Or la politique de Philippe ne nous offre rien de tel. Je soutiens donc qu'il
nous faut secourir les Olyuthiens, et les mesures les plus décisives
et les plus promptes qu'on vous peut conseiller sont celles que j'approuve.
Aux Thessaliens envoyez une ambassade qui éclairera les uns, et excitera
les autres. Déjà ils ont décrété de réclamer
Pagases, et d'entrer en pourparlers au sujet de Magnésie. Mais que vos
députés, Athéniens, ne les paient pas de mots, qu'ils aient
des faits à articuler : qu'ils vous montrent déjà sortis
en armes de vos murs, comme le veut l'honneur de la ville, et occupés
de leurs affaires ; car, s'il n'y a pas de faits, les plus beaux discours n'apparaissent
que vains et vides, surtout venant de nous : plus nous passons pour habiles
entre tous à manier la parole, plus tous se défient de nos promesses.
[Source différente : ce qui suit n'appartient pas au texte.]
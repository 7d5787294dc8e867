//! Golden tests for pillar calculation against almanac reference dates.
//!
//! Pure-math tests (no external data needed).

use saju_base::{Branch, FourPillars, Stem, compute_pillars, day_pillar};
use saju_time::{HourSlot, SolarDate, TimeSlot, UNKNOWN_TIME_SLOT};

fn date(y: i32, m: u32, d: u32) -> SolarDate {
    SolarDate::new(y, m, d).unwrap()
}

fn chart(y: i32, m: u32, d: u32, slot: u8) -> FourPillars {
    compute_pillars(date(y, m, d), TimeSlot::Known(HourSlot::new(slot).unwrap())).unwrap()
}

// ---------------------------------------------------------------------------
// Day pillar anchors
// ---------------------------------------------------------------------------

#[test]
fn day_anchor_1949_10_01_gapja() {
    let p = day_pillar(date(1949, 10, 1));
    assert_eq!((p.stem, p.branch), (Stem::Gap, Branch::Ja));
}

#[test]
fn day_anchor_1900_01_01_gapsul() {
    assert_eq!(day_pillar(date(1900, 1, 1)).to_string(), "甲戌");
}

#[test]
fn day_anchor_2000_01_01_muo() {
    assert_eq!(day_pillar(date(2000, 1, 1)).to_string(), "戊午");
}

#[test]
fn day_anchor_2024_02_10_gapjin() {
    assert_eq!(day_pillar(date(2024, 2, 10)).to_string(), "甲辰");
}

#[test]
fn day_pillars_repeat_every_sixty_days() {
    let mut d = date(1999, 11, 1);
    let first = day_pillar(d);
    for _ in 0..60 {
        d = d.succ();
    }
    assert_eq!(day_pillar(d), first);
}

// ---------------------------------------------------------------------------
// Full charts
// ---------------------------------------------------------------------------

#[test]
fn full_chart_golden_set() {
    let cases = [
        ((2024, 2, 10, 0), "甲辰 丙寅 甲辰 甲子"),
        ((2000, 1, 1, 6), "己卯 丙子 戊午 戊午"),
        ((1990, 5, 15, 3), "庚午 辛巳 庚辰 己卯"),
        ((1984, 2, 3, 6), "癸亥 乙丑 丁卯 丙午"),
        ((1984, 2, 4, 6), "甲子 丙寅 戊辰 戊午"),
        ((1988, 12, 25, 11), "戊辰 甲子 甲寅 乙亥"),
        ((2024, 1, 5, 6), "癸卯 甲子 戊辰 戊午"),
        ((2024, 1, 6, 6), "癸卯 乙丑 己巳 庚午"),
        ((1975, 8, 8, 9), "乙卯 甲申 丙戌 丁酉"),
        ((2024, 5, 4, 6), "甲辰 戊辰 戊辰 戊午"),
        ((2024, 5, 5, 6), "甲辰 己巳 己巳 庚午"),
    ];
    for ((y, m, d, s), expected) in cases {
        assert_eq!(chart(y, m, d, s).to_string(), expected, "{y}-{m}-{d} slot {s}");
    }
}

#[test]
fn hour_stems_advance_through_the_day() {
    let d = date(2024, 2, 10); // 甲 day: 甲子, 乙丑, 丙寅 ...
    for slot in HourSlot::all() {
        let p = compute_pillars(d, TimeSlot::Known(slot)).unwrap();
        assert_eq!(p.hour.stem, Stem::from_index(slot.index()));
        assert_eq!(p.hour.branch, Branch::from_index(slot.index()));
    }
}

#[test]
fn unknown_time_equals_explicit_default_slot() {
    let mut d = date(1970, 1, 1);
    for _ in 0..400 {
        let unknown = compute_pillars(d, TimeSlot::Unknown).unwrap();
        let explicit = compute_pillars(d, TimeSlot::Known(UNKNOWN_TIME_SLOT)).unwrap();
        assert_eq!(unknown.hour, explicit.hour, "{d}");
        assert_eq!(unknown, explicit);
        d = d.succ();
    }
}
Prouvez donc que vous avez changé, transformé complètement
vos habitudes, et, pour cela, contribuez de votre argent, partez en campagne,
montrez-vous actifs et décidés, si vous voulez qu'on se fie à
vous. Veuillez accomplir ce que le devoir exige, et alors, Athéniens,
non seulement on verra qu'il n'y a ni force ni fidélité chez les
alliés de Philippe, mais les plaies de son empire et de sa puissance
personnelle seront mises à nu.
En un mot, la puissance de l'empire macédonien n'est pas négligeable,
comme appoint ; vous en avez fait l'épreuve quand vous combattiez Olynthe,
sous les ordres de Timothée ; la valeur de cette alliance s'est encore
montrée quand Philippe a appuyé Olynthe contre Potidée
; et aujourd'hui il prête un secours efficace aux Thessaliens, en proie
à la discorde, et soulevés contre la famille qui les tyrannisait(4).
Toute puissance, si petite qu'elle soit, quand elle s'ajoute à une autre,
ne laisse pas d'avoir son prix ; mais, abandonnée à elle-même,
la Macédoine est faible, et minée par beaucoup de vices.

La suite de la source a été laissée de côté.